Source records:
════════════════
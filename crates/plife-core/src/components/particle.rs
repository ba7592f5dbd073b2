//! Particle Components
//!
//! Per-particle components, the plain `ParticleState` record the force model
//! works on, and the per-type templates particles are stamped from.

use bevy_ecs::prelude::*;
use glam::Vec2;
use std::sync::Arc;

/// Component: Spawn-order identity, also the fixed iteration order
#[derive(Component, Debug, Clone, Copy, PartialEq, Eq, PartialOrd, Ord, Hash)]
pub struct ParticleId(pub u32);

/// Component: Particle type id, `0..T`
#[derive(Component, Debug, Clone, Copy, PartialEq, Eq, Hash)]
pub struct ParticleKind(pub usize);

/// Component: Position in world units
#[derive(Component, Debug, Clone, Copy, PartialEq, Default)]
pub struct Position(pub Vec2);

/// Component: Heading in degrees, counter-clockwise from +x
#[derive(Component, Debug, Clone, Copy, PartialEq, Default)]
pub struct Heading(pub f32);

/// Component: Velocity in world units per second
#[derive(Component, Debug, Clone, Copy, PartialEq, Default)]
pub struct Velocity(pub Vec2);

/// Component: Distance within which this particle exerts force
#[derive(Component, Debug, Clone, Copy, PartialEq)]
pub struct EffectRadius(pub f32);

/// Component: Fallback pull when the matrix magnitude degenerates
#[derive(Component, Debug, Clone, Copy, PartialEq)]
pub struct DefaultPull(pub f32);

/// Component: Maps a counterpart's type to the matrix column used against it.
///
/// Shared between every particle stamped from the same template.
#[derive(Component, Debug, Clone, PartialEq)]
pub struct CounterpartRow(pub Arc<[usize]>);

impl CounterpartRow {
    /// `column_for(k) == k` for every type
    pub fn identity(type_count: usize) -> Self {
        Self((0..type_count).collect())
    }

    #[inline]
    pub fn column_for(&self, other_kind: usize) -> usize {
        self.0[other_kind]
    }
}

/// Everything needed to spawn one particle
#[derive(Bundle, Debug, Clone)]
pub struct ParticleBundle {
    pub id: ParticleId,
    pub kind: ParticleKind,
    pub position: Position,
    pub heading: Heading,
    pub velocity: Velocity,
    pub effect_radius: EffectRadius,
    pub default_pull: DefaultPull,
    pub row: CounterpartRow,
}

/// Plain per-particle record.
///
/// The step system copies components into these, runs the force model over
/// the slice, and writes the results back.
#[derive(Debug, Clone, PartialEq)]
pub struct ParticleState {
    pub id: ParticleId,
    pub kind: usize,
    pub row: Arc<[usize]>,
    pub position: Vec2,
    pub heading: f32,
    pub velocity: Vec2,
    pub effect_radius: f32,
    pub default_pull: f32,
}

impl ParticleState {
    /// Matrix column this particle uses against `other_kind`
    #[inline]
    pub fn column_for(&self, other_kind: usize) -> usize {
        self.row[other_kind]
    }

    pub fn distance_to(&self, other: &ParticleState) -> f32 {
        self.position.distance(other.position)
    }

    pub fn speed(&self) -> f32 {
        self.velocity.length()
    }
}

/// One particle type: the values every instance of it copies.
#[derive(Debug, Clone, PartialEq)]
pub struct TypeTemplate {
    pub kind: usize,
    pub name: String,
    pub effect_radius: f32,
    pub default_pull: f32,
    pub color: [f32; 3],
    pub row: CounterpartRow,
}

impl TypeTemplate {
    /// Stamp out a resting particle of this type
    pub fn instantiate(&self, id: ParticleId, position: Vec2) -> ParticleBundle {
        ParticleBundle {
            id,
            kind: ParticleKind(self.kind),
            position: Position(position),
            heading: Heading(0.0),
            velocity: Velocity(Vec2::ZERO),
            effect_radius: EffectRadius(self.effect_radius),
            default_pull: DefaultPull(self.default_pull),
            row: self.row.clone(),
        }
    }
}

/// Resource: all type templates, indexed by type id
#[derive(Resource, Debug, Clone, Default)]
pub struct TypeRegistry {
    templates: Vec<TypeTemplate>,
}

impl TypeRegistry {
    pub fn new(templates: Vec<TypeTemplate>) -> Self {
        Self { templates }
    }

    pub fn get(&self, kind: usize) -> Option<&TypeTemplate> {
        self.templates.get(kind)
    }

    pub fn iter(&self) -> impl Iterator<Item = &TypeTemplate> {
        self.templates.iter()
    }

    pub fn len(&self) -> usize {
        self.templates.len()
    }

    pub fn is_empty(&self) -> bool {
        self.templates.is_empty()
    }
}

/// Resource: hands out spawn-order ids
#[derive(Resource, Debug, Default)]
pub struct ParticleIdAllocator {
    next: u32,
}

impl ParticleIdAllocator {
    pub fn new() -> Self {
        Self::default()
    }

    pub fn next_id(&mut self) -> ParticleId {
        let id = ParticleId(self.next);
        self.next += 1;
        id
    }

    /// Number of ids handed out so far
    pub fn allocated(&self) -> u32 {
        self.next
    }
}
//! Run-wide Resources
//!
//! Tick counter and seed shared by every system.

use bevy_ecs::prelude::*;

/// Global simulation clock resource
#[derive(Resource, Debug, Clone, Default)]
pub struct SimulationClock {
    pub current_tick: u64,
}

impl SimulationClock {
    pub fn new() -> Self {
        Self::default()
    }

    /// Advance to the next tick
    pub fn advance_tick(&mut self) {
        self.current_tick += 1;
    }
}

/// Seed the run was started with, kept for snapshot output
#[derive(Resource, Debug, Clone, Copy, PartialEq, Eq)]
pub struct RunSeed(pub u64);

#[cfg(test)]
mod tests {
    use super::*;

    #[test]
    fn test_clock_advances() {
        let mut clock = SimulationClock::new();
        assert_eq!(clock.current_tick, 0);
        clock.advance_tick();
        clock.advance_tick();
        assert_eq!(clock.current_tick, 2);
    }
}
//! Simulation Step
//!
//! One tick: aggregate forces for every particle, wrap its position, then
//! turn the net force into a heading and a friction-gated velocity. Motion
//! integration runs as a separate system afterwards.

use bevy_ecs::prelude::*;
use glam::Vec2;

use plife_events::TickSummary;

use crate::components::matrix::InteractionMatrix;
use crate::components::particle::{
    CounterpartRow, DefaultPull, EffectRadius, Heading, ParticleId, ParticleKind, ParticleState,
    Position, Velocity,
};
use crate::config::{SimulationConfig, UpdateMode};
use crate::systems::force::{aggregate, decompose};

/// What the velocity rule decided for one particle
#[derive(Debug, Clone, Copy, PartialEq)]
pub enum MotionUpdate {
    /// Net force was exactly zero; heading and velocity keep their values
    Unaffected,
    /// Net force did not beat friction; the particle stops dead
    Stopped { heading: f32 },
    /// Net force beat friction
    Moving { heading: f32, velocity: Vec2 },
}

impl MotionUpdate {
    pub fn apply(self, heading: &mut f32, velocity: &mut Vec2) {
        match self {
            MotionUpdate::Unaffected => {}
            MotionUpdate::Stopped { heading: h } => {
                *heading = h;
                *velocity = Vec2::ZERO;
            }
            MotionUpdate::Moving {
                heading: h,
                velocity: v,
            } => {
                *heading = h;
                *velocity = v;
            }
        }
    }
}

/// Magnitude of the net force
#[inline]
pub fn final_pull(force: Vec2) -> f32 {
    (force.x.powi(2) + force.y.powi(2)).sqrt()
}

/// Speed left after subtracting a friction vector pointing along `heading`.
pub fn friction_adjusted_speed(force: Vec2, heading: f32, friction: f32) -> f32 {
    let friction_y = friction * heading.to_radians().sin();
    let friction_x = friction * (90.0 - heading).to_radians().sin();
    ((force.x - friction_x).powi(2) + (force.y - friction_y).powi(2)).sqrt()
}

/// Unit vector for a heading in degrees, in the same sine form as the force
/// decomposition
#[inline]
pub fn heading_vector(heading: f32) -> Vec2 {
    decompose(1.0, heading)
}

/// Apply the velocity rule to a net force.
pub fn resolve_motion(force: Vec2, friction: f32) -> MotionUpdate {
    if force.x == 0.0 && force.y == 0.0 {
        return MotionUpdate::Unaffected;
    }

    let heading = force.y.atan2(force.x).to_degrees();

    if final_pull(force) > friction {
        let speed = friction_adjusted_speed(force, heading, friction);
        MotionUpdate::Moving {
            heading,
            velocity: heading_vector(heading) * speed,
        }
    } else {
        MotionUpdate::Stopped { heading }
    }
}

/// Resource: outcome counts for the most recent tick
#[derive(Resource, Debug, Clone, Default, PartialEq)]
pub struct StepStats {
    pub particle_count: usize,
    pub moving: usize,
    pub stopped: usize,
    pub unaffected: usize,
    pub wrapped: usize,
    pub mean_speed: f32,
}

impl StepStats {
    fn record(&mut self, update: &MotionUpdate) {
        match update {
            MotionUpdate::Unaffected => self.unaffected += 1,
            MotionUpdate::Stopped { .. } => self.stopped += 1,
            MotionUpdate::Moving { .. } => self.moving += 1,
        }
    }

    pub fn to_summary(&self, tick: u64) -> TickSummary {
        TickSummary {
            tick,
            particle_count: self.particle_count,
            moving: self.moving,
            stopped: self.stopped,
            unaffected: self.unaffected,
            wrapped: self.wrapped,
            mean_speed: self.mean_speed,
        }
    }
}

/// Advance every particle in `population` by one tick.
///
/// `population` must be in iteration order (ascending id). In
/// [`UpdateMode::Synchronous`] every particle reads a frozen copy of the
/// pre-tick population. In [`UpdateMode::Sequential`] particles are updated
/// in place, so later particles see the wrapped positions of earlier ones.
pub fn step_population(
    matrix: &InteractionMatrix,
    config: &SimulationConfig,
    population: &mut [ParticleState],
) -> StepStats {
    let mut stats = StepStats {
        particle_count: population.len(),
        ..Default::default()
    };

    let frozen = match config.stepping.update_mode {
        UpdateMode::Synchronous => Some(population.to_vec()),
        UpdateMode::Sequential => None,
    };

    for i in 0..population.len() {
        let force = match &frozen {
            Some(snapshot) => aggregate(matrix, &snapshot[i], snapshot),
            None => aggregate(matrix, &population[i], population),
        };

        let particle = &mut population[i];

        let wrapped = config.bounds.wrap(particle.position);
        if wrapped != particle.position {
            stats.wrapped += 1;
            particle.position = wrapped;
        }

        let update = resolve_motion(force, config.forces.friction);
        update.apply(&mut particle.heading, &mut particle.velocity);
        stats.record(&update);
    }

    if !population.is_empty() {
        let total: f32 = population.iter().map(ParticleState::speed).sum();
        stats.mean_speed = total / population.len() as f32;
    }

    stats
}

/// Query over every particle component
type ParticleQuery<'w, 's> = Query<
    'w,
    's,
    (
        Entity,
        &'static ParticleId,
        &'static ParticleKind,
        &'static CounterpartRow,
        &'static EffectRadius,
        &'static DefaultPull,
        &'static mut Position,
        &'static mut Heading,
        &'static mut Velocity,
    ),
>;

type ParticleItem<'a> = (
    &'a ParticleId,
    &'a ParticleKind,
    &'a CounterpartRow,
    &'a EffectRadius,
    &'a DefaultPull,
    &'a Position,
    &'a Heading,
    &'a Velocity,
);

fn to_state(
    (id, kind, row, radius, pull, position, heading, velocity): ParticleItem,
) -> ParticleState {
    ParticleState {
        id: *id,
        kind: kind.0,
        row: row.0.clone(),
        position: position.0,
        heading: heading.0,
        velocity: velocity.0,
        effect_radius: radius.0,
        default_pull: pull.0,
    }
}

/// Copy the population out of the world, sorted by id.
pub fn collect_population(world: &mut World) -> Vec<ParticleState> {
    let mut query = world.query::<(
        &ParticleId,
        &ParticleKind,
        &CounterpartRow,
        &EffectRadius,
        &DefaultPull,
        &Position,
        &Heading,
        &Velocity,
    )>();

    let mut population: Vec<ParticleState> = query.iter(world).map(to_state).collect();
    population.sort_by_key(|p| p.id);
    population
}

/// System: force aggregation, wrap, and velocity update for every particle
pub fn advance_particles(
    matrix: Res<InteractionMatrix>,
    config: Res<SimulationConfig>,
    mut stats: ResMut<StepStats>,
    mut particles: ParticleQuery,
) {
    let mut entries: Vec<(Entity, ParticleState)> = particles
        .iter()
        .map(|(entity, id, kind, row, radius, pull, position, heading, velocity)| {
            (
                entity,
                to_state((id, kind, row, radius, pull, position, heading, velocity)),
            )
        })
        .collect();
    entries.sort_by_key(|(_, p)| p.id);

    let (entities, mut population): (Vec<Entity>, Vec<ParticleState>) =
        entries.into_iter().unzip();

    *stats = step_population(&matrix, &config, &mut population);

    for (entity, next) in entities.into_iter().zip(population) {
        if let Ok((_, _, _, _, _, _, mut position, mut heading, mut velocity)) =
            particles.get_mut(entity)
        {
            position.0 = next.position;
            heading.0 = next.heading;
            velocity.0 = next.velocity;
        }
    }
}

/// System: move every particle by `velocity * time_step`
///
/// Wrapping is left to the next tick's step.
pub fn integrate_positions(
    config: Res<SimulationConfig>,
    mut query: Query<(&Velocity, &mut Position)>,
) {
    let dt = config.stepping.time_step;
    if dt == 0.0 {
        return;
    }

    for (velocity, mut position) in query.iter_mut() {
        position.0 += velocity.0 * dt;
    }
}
════════════════
» **Exercise goal**
Going through the entries, return every line holding the word "SimulationClock".

» **Written answer**
pub struct SimulationClock {
impl SimulationClock {
        let mut clock = SimulationClock::new();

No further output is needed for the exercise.